= DATASET =
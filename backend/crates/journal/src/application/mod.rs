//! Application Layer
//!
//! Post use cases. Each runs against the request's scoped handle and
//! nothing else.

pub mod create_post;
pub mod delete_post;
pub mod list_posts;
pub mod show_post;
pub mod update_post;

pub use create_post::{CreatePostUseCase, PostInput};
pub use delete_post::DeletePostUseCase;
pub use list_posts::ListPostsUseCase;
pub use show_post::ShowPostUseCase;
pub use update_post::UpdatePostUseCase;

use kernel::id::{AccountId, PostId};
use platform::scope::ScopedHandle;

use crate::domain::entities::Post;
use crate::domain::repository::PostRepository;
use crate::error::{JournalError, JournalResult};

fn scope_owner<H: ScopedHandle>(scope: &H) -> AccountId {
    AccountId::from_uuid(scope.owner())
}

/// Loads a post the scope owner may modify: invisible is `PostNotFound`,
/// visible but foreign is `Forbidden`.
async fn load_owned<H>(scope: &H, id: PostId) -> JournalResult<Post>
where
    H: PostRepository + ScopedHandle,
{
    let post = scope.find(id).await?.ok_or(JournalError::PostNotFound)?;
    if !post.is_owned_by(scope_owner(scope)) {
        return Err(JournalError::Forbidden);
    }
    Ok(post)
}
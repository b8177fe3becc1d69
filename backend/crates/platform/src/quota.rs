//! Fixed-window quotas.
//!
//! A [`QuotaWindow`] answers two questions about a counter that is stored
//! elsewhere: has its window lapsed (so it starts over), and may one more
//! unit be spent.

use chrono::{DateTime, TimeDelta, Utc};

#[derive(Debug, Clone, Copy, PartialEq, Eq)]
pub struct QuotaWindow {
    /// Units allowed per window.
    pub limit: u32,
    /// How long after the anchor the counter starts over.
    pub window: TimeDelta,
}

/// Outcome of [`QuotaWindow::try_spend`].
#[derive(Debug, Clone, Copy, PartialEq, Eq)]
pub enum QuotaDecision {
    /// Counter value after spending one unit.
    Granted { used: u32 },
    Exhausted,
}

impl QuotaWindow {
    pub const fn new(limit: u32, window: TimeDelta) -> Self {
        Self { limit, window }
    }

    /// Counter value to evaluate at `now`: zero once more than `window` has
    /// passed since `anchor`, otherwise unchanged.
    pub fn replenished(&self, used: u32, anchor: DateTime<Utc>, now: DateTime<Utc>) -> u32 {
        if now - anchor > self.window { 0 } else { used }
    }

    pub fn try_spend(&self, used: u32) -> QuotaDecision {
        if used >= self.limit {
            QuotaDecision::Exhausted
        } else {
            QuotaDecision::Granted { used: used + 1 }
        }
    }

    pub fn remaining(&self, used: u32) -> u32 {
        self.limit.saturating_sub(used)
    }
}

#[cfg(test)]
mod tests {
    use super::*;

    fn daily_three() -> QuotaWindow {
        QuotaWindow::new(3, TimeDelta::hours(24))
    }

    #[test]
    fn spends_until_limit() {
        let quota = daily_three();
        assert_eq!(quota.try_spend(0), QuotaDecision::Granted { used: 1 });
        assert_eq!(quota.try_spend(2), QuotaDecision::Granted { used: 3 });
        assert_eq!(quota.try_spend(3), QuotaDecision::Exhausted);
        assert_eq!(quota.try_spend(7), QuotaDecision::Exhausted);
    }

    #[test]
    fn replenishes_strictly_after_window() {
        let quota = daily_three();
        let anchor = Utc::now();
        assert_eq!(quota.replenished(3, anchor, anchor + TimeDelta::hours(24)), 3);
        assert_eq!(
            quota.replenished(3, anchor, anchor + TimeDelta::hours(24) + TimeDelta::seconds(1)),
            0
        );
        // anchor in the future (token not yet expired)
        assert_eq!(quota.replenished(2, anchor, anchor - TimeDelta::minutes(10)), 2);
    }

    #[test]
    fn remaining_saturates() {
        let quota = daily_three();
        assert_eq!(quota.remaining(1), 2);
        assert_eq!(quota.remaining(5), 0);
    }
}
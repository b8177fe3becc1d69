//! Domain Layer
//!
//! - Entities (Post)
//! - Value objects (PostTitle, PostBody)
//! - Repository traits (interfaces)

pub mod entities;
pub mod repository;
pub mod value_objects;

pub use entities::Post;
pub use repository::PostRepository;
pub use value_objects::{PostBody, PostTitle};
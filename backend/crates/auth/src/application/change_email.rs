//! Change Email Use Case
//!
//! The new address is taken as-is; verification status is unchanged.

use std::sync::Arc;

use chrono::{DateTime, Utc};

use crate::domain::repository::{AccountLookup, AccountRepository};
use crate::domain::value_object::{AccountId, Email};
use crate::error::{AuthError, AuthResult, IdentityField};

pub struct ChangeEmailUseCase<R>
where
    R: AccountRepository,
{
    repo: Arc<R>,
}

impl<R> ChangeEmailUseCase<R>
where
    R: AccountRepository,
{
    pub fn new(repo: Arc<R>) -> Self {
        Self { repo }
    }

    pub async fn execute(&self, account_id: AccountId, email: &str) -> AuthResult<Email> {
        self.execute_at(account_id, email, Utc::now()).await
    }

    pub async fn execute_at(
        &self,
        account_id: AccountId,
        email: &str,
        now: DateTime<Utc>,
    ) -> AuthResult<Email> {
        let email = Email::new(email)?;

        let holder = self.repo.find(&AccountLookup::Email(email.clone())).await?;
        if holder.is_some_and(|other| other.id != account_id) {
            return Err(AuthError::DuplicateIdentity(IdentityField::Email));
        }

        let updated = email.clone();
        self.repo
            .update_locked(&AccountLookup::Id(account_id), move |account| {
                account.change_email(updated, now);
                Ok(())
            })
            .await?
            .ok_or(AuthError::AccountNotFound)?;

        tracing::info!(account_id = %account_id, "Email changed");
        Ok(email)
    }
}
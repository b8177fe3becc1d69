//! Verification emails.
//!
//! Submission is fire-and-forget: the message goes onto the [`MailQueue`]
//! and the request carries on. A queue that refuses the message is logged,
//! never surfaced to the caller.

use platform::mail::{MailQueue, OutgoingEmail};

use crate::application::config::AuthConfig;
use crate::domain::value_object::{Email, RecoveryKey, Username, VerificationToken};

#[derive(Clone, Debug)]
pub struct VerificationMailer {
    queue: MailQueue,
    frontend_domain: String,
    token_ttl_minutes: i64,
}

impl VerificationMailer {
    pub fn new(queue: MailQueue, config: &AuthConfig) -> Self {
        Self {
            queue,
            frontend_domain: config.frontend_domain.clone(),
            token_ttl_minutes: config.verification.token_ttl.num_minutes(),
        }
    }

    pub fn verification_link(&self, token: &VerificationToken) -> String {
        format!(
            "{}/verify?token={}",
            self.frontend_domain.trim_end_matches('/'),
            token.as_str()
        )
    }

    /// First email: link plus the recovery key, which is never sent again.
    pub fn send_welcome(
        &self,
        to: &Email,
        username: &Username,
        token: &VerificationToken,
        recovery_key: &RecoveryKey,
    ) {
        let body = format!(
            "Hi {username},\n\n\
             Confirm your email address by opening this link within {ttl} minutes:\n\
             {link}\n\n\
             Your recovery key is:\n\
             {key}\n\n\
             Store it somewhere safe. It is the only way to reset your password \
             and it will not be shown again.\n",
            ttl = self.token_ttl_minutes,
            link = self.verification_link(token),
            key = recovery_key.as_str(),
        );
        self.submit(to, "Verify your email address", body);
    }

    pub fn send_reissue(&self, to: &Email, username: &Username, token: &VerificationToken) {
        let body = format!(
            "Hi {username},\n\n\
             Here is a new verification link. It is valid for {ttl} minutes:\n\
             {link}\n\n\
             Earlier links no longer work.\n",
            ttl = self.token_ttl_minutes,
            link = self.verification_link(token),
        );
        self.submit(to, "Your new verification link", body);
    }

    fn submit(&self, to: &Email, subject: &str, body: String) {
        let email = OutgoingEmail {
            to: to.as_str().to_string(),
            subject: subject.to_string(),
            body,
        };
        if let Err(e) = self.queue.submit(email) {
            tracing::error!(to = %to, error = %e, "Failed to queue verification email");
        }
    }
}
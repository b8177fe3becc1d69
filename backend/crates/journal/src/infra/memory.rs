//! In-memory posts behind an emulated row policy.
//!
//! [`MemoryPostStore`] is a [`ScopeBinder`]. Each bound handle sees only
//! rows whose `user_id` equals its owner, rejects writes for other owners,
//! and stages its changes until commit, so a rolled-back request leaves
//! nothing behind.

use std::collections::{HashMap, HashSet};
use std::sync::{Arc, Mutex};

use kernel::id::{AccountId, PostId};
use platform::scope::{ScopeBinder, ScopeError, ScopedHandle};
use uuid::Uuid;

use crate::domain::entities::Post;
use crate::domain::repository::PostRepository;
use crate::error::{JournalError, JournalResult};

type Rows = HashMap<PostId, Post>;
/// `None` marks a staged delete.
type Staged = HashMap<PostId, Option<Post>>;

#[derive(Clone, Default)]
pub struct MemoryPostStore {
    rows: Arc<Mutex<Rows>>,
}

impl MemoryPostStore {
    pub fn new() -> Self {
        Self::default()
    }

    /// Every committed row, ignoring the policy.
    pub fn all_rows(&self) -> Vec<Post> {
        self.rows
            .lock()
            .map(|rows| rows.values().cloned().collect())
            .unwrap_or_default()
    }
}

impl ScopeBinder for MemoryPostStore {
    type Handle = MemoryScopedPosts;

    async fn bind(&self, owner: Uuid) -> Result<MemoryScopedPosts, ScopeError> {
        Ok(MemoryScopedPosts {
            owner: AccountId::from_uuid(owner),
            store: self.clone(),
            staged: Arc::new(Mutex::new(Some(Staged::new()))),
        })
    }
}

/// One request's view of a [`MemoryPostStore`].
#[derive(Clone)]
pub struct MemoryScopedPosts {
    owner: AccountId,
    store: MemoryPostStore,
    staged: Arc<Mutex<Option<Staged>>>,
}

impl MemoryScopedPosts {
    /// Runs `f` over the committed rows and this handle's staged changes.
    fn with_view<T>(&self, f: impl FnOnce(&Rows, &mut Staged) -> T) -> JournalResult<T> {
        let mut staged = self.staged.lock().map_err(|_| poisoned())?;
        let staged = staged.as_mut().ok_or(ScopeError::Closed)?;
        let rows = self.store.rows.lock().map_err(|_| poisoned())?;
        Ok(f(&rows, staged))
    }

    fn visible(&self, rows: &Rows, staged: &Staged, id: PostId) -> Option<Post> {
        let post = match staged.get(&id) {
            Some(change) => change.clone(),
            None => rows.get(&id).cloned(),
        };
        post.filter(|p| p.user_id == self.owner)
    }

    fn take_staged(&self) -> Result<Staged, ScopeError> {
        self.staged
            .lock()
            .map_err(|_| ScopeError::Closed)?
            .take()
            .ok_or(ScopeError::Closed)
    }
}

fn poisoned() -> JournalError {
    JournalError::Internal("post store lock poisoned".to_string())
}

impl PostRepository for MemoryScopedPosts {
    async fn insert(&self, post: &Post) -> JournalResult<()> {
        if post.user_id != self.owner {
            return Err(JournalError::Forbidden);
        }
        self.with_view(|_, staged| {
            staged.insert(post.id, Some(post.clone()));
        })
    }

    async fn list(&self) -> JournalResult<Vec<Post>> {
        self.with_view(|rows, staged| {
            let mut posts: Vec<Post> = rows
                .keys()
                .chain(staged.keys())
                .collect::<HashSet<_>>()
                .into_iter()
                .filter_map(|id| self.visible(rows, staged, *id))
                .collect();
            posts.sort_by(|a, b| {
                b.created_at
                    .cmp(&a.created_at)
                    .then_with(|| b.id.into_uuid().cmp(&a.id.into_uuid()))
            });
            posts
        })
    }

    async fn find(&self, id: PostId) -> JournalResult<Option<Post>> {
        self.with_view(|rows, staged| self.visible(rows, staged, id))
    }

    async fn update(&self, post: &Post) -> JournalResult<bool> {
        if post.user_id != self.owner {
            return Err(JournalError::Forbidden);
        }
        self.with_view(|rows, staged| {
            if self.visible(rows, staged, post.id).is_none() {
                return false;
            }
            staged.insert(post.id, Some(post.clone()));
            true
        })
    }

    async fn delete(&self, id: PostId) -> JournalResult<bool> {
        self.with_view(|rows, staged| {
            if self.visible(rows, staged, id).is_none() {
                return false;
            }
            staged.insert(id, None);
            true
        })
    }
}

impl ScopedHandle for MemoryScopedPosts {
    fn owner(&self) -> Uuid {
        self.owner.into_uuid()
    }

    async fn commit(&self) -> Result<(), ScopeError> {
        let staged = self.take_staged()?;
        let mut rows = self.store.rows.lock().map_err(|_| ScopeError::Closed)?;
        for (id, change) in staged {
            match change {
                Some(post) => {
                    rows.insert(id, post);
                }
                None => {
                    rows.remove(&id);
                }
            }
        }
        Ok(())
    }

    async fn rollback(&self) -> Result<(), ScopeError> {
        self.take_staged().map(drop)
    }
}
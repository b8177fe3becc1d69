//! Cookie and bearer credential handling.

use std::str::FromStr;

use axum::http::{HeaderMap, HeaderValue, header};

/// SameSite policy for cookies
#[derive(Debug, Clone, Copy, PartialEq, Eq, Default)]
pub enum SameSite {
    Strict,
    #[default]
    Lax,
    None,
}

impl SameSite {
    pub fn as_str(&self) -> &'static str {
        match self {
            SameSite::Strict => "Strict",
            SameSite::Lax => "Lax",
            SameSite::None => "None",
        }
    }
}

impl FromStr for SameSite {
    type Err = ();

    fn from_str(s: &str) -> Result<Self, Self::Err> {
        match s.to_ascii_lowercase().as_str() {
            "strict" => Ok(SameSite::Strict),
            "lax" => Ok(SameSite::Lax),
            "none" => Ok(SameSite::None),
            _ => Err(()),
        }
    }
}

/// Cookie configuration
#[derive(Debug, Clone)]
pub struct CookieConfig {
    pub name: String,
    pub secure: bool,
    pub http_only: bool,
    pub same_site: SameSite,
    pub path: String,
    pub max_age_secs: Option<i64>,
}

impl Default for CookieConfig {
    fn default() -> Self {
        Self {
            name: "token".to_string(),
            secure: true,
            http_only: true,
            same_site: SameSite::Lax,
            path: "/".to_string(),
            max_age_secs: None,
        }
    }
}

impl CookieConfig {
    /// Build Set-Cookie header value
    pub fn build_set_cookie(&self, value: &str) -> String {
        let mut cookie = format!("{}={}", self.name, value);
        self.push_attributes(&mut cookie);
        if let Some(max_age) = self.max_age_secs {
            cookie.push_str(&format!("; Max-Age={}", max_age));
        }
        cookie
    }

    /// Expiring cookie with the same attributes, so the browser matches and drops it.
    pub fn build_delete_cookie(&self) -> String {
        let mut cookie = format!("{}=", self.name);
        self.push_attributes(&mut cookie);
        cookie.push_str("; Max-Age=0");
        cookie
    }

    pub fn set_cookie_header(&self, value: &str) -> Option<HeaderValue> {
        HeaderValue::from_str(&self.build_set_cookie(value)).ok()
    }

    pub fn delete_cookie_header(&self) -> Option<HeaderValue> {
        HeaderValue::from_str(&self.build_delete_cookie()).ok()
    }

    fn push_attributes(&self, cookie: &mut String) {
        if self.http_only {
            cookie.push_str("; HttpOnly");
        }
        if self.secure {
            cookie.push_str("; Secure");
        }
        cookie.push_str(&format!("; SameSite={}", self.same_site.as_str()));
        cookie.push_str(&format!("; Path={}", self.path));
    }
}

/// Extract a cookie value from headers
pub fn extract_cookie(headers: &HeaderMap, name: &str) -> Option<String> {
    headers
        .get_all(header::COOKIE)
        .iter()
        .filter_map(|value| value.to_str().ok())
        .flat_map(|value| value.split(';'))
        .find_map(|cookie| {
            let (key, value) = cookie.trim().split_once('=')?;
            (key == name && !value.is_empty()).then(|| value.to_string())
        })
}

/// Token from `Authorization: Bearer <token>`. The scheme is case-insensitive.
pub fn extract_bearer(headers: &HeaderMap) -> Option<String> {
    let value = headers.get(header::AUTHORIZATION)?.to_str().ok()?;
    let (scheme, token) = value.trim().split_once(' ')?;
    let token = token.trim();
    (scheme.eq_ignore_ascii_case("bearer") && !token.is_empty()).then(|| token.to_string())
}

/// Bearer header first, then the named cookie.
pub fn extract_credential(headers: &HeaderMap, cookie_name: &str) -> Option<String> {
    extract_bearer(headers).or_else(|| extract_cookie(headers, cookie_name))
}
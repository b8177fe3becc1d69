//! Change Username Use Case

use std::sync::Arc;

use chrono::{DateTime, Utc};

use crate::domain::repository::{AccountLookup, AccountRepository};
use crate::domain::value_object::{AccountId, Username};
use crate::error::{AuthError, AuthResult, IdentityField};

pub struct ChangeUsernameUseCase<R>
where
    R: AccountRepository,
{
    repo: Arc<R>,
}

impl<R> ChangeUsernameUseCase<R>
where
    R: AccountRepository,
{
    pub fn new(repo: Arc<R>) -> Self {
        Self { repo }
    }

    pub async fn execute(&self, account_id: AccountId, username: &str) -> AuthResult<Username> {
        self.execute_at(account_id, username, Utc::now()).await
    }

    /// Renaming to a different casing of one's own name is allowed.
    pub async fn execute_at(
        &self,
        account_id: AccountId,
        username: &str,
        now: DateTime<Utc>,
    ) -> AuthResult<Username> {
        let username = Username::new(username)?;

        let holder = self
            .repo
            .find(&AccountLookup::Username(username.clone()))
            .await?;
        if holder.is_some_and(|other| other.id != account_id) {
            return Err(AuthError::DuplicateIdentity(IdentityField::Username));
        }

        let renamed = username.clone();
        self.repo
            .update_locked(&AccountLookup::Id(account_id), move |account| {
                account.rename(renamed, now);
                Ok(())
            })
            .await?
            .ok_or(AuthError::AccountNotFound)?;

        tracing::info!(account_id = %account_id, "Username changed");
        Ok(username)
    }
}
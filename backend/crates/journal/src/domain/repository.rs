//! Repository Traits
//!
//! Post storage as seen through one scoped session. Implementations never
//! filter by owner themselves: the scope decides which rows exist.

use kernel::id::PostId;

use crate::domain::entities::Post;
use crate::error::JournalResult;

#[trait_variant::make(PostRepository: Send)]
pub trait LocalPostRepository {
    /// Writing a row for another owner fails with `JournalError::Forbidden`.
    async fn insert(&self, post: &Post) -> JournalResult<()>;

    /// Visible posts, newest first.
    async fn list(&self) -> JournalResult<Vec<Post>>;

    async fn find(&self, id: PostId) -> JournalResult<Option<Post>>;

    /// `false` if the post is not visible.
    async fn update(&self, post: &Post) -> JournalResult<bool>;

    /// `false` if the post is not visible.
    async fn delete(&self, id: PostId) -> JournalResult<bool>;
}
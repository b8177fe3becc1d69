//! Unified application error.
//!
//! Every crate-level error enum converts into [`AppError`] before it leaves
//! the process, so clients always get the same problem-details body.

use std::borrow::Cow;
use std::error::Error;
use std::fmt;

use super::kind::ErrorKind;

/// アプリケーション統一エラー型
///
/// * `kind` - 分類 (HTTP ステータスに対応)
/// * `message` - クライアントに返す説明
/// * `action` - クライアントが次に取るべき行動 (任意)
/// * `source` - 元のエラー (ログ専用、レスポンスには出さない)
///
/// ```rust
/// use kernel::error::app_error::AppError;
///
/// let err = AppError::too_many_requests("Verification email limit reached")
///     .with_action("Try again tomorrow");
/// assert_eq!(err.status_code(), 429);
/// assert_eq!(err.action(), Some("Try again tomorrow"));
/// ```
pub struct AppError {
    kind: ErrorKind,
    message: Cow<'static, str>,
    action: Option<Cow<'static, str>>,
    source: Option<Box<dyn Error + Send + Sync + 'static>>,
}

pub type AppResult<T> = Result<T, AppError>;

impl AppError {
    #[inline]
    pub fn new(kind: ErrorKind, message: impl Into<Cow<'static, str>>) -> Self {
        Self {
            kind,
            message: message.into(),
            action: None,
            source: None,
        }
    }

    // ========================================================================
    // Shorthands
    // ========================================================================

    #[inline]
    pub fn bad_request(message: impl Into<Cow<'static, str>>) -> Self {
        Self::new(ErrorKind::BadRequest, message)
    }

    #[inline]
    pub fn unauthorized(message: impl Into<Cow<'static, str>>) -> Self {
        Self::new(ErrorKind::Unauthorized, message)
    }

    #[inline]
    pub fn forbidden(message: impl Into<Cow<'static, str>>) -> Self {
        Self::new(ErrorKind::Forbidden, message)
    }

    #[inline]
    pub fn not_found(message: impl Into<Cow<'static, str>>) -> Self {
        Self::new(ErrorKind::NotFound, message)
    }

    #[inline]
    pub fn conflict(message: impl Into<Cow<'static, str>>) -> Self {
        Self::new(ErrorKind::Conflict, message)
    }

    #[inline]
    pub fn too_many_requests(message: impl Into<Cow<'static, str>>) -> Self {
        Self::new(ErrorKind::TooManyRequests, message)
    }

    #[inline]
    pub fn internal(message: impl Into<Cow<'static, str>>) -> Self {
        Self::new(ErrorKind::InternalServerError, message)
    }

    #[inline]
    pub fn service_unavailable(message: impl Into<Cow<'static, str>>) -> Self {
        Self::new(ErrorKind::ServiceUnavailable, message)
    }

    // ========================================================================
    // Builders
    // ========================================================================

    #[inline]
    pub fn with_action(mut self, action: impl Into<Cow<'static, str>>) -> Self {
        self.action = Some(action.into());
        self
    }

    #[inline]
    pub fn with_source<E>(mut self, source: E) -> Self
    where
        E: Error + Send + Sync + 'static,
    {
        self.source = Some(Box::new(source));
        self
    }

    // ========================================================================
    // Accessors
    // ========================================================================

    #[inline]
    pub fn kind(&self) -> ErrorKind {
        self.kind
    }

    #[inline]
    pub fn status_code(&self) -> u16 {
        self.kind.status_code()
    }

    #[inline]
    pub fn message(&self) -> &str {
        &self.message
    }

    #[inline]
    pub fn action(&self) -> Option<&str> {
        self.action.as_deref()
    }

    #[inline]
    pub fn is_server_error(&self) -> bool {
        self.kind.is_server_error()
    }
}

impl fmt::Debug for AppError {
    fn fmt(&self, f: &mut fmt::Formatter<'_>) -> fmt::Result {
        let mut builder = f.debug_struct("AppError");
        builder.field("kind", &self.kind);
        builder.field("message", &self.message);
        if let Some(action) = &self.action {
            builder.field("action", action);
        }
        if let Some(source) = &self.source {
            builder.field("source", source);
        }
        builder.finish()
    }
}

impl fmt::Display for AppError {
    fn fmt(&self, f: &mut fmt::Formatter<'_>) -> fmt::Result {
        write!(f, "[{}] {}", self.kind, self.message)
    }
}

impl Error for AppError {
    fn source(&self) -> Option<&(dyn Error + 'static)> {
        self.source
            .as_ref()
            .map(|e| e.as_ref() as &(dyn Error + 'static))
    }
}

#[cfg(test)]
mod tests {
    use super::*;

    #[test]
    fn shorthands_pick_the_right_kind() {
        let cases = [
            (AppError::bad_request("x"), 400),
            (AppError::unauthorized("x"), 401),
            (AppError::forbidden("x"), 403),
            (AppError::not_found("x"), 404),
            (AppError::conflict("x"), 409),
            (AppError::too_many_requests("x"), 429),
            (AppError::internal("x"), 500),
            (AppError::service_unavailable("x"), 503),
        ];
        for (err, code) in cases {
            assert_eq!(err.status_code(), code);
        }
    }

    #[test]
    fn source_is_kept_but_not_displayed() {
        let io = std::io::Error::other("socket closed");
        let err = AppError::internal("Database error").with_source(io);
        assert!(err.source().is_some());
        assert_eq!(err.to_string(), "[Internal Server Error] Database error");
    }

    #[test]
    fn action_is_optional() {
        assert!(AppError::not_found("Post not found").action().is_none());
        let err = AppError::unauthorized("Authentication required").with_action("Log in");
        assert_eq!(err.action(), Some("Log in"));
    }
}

= WHAT TO DO =
Where does "QuotaDecision" appear in the records above? Copy every line that has it.

= ANSWER =
pub enum QuotaDecision {
    pub fn try_spend(&self, used: u32) -> QuotaDecision {
            QuotaDecision::Exhausted
            QuotaDecision::Granted { used: used + 1 }
        assert_eq!(quota.try_spend(0), QuotaDecision::Granted { used: 1 });
        assert_eq!(quota.try_spend(2), QuotaDecision::Granted { used: 3 });
        assert_eq!(quota.try_spend(3), QuotaDecision::Exhausted);
        assert_eq!(quota.try_spend(7), QuotaDecision::Exhausted);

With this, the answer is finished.